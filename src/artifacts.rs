use std::fs;
use std::path::{Path, PathBuf};
use strum::IntoEnumIterator;
use crate::ExportError;

/// Files the export writes, keyed by role. The file names are what the device app expects.
#[derive(Clone, Copy, Debug, PartialEq, Eq, Hash, PartialOrd, Ord, strum_macros::EnumIter, strum_macros::Display, strum_macros::EnumString)]
pub enum ArtifactKey {
    #[strum(serialize = "blip_vision_encoder.onnx")]
    VisionGraph,
    #[strum(serialize = "blip_vision_encoder.onnx.data")]
    VisionWeights,
    #[strum(serialize = "blip_text_decoder.onnx")]
    DecoderGraph,
    #[strum(serialize = "blip_text_decoder.onnx.data")]
    DecoderWeights,
    #[strum(serialize = "tokenizer.json")]
    Tokenizer,
    #[strum(serialize = "tokenizer_config.json")]
    TokenizerConfig,
    #[strum(serialize = "special_tokens_map.json")]
    SpecialTokensMap,
    #[strum(serialize = "vocab.txt")]
    Vocabulary,
}

impl ArtifactKey {
    pub fn file_name(&self) -> String {
        self.to_string()
    }

    pub fn from_file_name(name: &str) -> Option<Self> {
        name.parse().ok()
    }

    /// The weight companion of a graph artifact.
    pub fn weights_companion(&self) -> Option<Self> {
        match self {
            ArtifactKey::VisionGraph => Some(ArtifactKey::VisionWeights),
            ArtifactKey::DecoderGraph => Some(ArtifactKey::DecoderWeights),
            _ => None
        }
    }

    pub fn is_graph(&self) -> bool {
        self.weights_companion().is_some()
    }

    pub fn is_weights(&self) -> bool {
        ArtifactKey::iter().any(|x| x.weights_companion() == Some(*self))
    }
}

/// The directory artifacts are written into. Passed explicitly to every stage.
#[derive(Clone, Debug)]
pub struct OutputDir {
    root: PathBuf
}

impl OutputDir {
    pub fn create(root: impl Into<PathBuf>) -> Result<Self, ExportError> {
        let root = root.into();
        fs::create_dir_all(&root)?;
        Ok(Self { root })
    }

    pub fn root(&self) -> &Path {
        &self.root
    }

    pub fn path(&self, key: ArtifactKey) -> PathBuf {
        self.root.join(key.file_name())
    }

    pub fn contains(&self, key: ArtifactKey) -> bool {
        self.path(key).is_file()
    }

    /// Removes `key` if present. Returns whether a file was removed.
    pub fn remove(&self, key: ArtifactKey) -> Result<bool, ExportError> {
        let path = self.path(key);
        if path.is_file() {
            fs::remove_file(&path)?;
            Ok(true)
        }
        else {
            Ok(false)
        }
    }

    /// Every regular file in the directory, sorted by name.
    pub fn list(&self) -> Result<Vec<ExportedArtifact>, ExportError> {
        let mut out = vec![];
        for entry in fs::read_dir(&self.root)? {
            let entry = entry?;
            let metadata = entry.metadata()?;
            if !metadata.is_file() {
                continue;
            }
            let file_name = entry.file_name().to_string_lossy().to_string();
            out.push(ExportedArtifact {
                key: ArtifactKey::from_file_name(&file_name),
                file_name,
                size_bytes: metadata.len()
            });
        }
        out.sort_by(|a, b| a.file_name.cmp(&b.file_name));
        Ok(out)
    }
}

#[derive(Clone, Debug, PartialEq)]
pub struct ExportedArtifact {
    pub key: Option<ArtifactKey>,
    pub file_name: String,
    pub size_bytes: u64
}
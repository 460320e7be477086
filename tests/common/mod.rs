#![allow(dead_code)]

use std::fs;
use std::path::{Path, PathBuf};
use safetensors::tensor::TensorView;
use tempfile::TempDir;
use blip_onnx_export::ExportConfig;

pub const HIDDEN: usize = 16;
pub const INTERMEDIATE: usize = 32;
pub const LAYERS: usize = 2;
pub const HEADS: usize = 2;
pub const IMAGE_SIZE: usize = 32;
pub const PATCH_SIZE: usize = 16;
/// Four patches and the class token.
pub const IMAGE_TOKENS: usize = 5;
pub const MAX_POSITIONS: usize = 32;
pub const TOKENS: [&str; 8] = ["[PAD]", "[UNK]", "[CLS]", "[SEP]", "[DEC]", "a", "photo", "##s"];
pub const VOCAB: usize = TOKENS.len();

/// Options for the generated checkpoint.
#[derive(Clone, Debug)]
pub struct TinyOptions {
    /// Ship `cls.predictions.decoder.weight`; otherwise the head reuses the word embeddings.
    pub untied_decoder: bool,
    /// WordPiece tokenizer (writes its own vocab.txt) or WordLevel (needs the source vocab.txt).
    pub wordpiece: bool,
    pub ship_vocab: bool,
    pub ship_tokenizer: bool,
    pub encoder_hidden_size: usize,
    pub preprocessor_size: usize,
}

impl Default for TinyOptions {
    fn default() -> Self {
        Self {
            untied_decoder: true,
            wordpiece: true,
            ship_vocab: true,
            ship_tokenizer: true,
            encoder_hidden_size: HIDDEN,
            preprocessor_size: IMAGE_SIZE,
        }
    }
}

/// A BLIP shaped checkpoint with small widths, laid out like a hub snapshot.
pub struct TinyCheckpoint {
    pub dir: TempDir,
}

impl TinyCheckpoint {
    pub fn new() -> Self {
        Self::with_options(TinyOptions::default())
    }

    pub fn with_options(options: TinyOptions) -> Self {
        let dir = tempfile::tempdir().unwrap();
        let model_dir = dir.path().join("blip-tiny");
        fs::create_dir(&model_dir).unwrap();
        write_config(&model_dir, &options);
        write_weights(&model_dir, &options);
        write_tokenizer(&model_dir, &options);
        Self { dir }
    }

    pub fn model_dir(&self) -> PathBuf {
        self.dir.path().join("blip-tiny")
    }

    pub fn output_dir(&self) -> PathBuf {
        self.dir.path().join("models")
    }

    pub fn config(&self) -> ExportConfig {
        ExportConfig {
            model_id: self.model_dir().to_string_lossy().to_string(),
            output_dir: self.output_dir(),
            validate: false,
            ..Default::default()
        }
    }
}

fn write_config(dir: &Path, options: &TinyOptions) {
    let config = serde_json::json!({
        "architectures": ["BlipForConditionalGeneration"],
        "vision_config": {
            "hidden_size": HIDDEN,
            "intermediate_size": INTERMEDIATE,
            "num_hidden_layers": LAYERS,
            "num_attention_heads": HEADS,
            "image_size": IMAGE_SIZE,
            "patch_size": PATCH_SIZE,
            "layer_norm_eps": 1e-5,
            "hidden_act": "gelu"
        },
        "text_config": {
            "vocab_size": VOCAB,
            "hidden_size": HIDDEN,
            "encoder_hidden_size": options.encoder_hidden_size,
            "intermediate_size": INTERMEDIATE,
            "num_hidden_layers": LAYERS,
            "num_attention_heads": HEADS,
            "max_position_embeddings": MAX_POSITIONS,
            "layer_norm_eps": 1e-12,
            "hidden_act": "gelu"
        }
    });
    fs::write(dir.join("config.json"), serde_json::to_string_pretty(&config).unwrap()).unwrap();

    let preprocessor = serde_json::json!({
        "do_normalize": true,
        "image_mean": [0.48145466, 0.4578275, 0.40821073],
        "image_std": [0.26862954, 0.26130258, 0.27577711],
        "size": {"height": options.preprocessor_size, "width": options.preprocessor_size}
    });
    fs::write(dir.join("preprocessor_config.json"), serde_json::to_string_pretty(&preprocessor).unwrap()).unwrap();
}

struct WeightWriter {
    tensors: Vec<(String, Vec<usize>, Vec<u8>)>,
    counter: usize,
}

impl WeightWriter {
    /// Small deterministic values, varied enough that every layer does something.
    fn add(&mut self, name: String, shape: Vec<usize>) {
        let count: usize = shape.iter().product();
        let bytes = (0..count)
            .map(|i| {
                let x = ((i * 37 + self.counter * 11) % 23) as f32 / 23.0 - 0.5;
                x * 0.2
            })
            .flat_map(|x| x.to_le_bytes())
            .collect();
        self.counter += 1;
        self.tensors.push((name, shape, bytes));
    }

    fn fill(&mut self, name: String, shape: Vec<usize>, value: f32) {
        let count: usize = shape.iter().product();
        let bytes = std::iter::repeat_n(value, count).flat_map(|x| x.to_le_bytes()).collect();
        self.tensors.push((name, shape, bytes));
    }

    fn linear(&mut self, prefix: &str, out_features: usize, in_features: usize) {
        self.add(format!("{prefix}.weight"), vec![out_features, in_features]);
        self.add(format!("{prefix}.bias"), vec![out_features]);
    }

    fn layer_norm(&mut self, prefix: &str, width: usize) {
        self.fill(format!("{prefix}.weight"), vec![width], 1.0);
        self.fill(format!("{prefix}.bias"), vec![width], 0.0);
    }

    fn write(&self, path: &Path) {
        let views: Vec<(String, TensorView)> = self.tensors.iter()
            .map(|(name, shape, bytes)| (name.clone(), TensorView::new(safetensors::Dtype::F32, shape.clone(), bytes).unwrap()))
            .collect();
        safetensors::tensor::serialize_to_file(views, &None, path).unwrap();
    }
}

fn write_weights(dir: &Path, options: &TinyOptions) {
    let mut w = WeightWriter { tensors: vec![], counter: 0 };

    let v = "vision_model";
    w.add(format!("{v}.embeddings.class_embedding"), vec![1, 1, HIDDEN]);
    w.add(format!("{v}.embeddings.patch_embedding.weight"), vec![HIDDEN, 3, PATCH_SIZE, PATCH_SIZE]);
    w.add(format!("{v}.embeddings.patch_embedding.bias"), vec![HIDDEN]);
    w.add(format!("{v}.embeddings.position_embedding"), vec![1, IMAGE_TOKENS, HIDDEN]);
    for i in 0..LAYERS {
        let layer = format!("{v}.encoder.layers.{i}");
        w.layer_norm(&format!("{layer}.layer_norm1"), HIDDEN);
        w.linear(&format!("{layer}.self_attn.qkv"), 3 * HIDDEN, HIDDEN);
        w.linear(&format!("{layer}.self_attn.projection"), HIDDEN, HIDDEN);
        w.layer_norm(&format!("{layer}.layer_norm2"), HIDDEN);
        w.linear(&format!("{layer}.mlp.fc1"), INTERMEDIATE, HIDDEN);
        w.linear(&format!("{layer}.mlp.fc2"), HIDDEN, INTERMEDIATE);
    }
    w.layer_norm(&format!("{v}.post_layernorm"), HIDDEN);

    let t = "text_decoder";
    w.add(format!("{t}.bert.embeddings.word_embeddings.weight"), vec![VOCAB, HIDDEN]);
    w.add(format!("{t}.bert.embeddings.position_embeddings.weight"), vec![MAX_POSITIONS, HIDDEN]);
    w.layer_norm(&format!("{t}.bert.embeddings.LayerNorm"), HIDDEN);
    for i in 0..LAYERS {
        let layer = format!("{t}.bert.encoder.layer.{i}");
        for (block, context_width) in [("attention", HIDDEN), ("crossattention", options.encoder_hidden_size)] {
            w.linear(&format!("{layer}.{block}.self.query"), HIDDEN, HIDDEN);
            w.linear(&format!("{layer}.{block}.self.key"), HIDDEN, context_width);
            w.linear(&format!("{layer}.{block}.self.value"), HIDDEN, context_width);
            w.linear(&format!("{layer}.{block}.output.dense"), HIDDEN, HIDDEN);
            w.layer_norm(&format!("{layer}.{block}.output.LayerNorm"), HIDDEN);
        }
        w.linear(&format!("{layer}.intermediate.dense"), INTERMEDIATE, HIDDEN);
        w.linear(&format!("{layer}.output.dense"), HIDDEN, INTERMEDIATE);
        w.layer_norm(&format!("{layer}.output.LayerNorm"), HIDDEN);
    }
    w.linear(&format!("{t}.cls.predictions.transform.dense"), HIDDEN, HIDDEN);
    w.layer_norm(&format!("{t}.cls.predictions.transform.LayerNorm"), HIDDEN);
    if options.untied_decoder {
        w.add(format!("{t}.cls.predictions.decoder.weight"), vec![VOCAB, HIDDEN]);
    }
    w.add(format!("{t}.cls.predictions.bias"), vec![VOCAB]);

    w.write(&dir.join("model.safetensors"));
}

fn write_tokenizer(dir: &Path, options: &TinyOptions) {
    let vocab: serde_json::Map<String, serde_json::Value> = TOKENS.iter().enumerate()
        .map(|(i, token)| (token.to_string(), serde_json::json!(i)))
        .collect();
    let model = if options.wordpiece {
        serde_json::json!({
            "type": "WordPiece",
            "unk_token": "[UNK]",
            "continuing_subword_prefix": "##",
            "max_input_chars_per_word": 100,
            "vocab": vocab
        })
    } else {
        serde_json::json!({
            "type": "WordLevel",
            "unk_token": "[UNK]",
            "vocab": vocab
        })
    };
    let tokenizer = serde_json::json!({
        "version": "1.0",
        "truncation": null,
        "padding": null,
        "added_tokens": [],
        "normalizer": null,
        "pre_tokenizer": null,
        "model": model,
        "post_processor": null,
        "decoder": null
    });
    if options.ship_tokenizer {
        fs::write(dir.join("tokenizer.json"), serde_json::to_string(&tokenizer).unwrap()).unwrap();
    }
    fs::write(dir.join("tokenizer_config.json"), r#"{"do_lower_case": true, "model_max_length": 512}"#).unwrap();
    fs::write(dir.join("special_tokens_map.json"), r#"{"pad_token": "[PAD]", "unk_token": "[UNK]", "sep_token": "[SEP]", "cls_token": "[CLS]"}"#).unwrap();
    if options.ship_vocab {
        fs::write(dir.join("vocab.txt"), TOKENS.join("\n") + "\n").unwrap();
    }
}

Work order –
Locate all lines in the listing above with the word "counter". Copy them.

Worked solution –
    counter: usize,
                let x = ((i * 37 + self.counter * 11) % 23) as f32 / 23.0 - 0.5;
        self.counter += 1;
    let mut w = WeightWriter { tensors: vec![], counter: 0 };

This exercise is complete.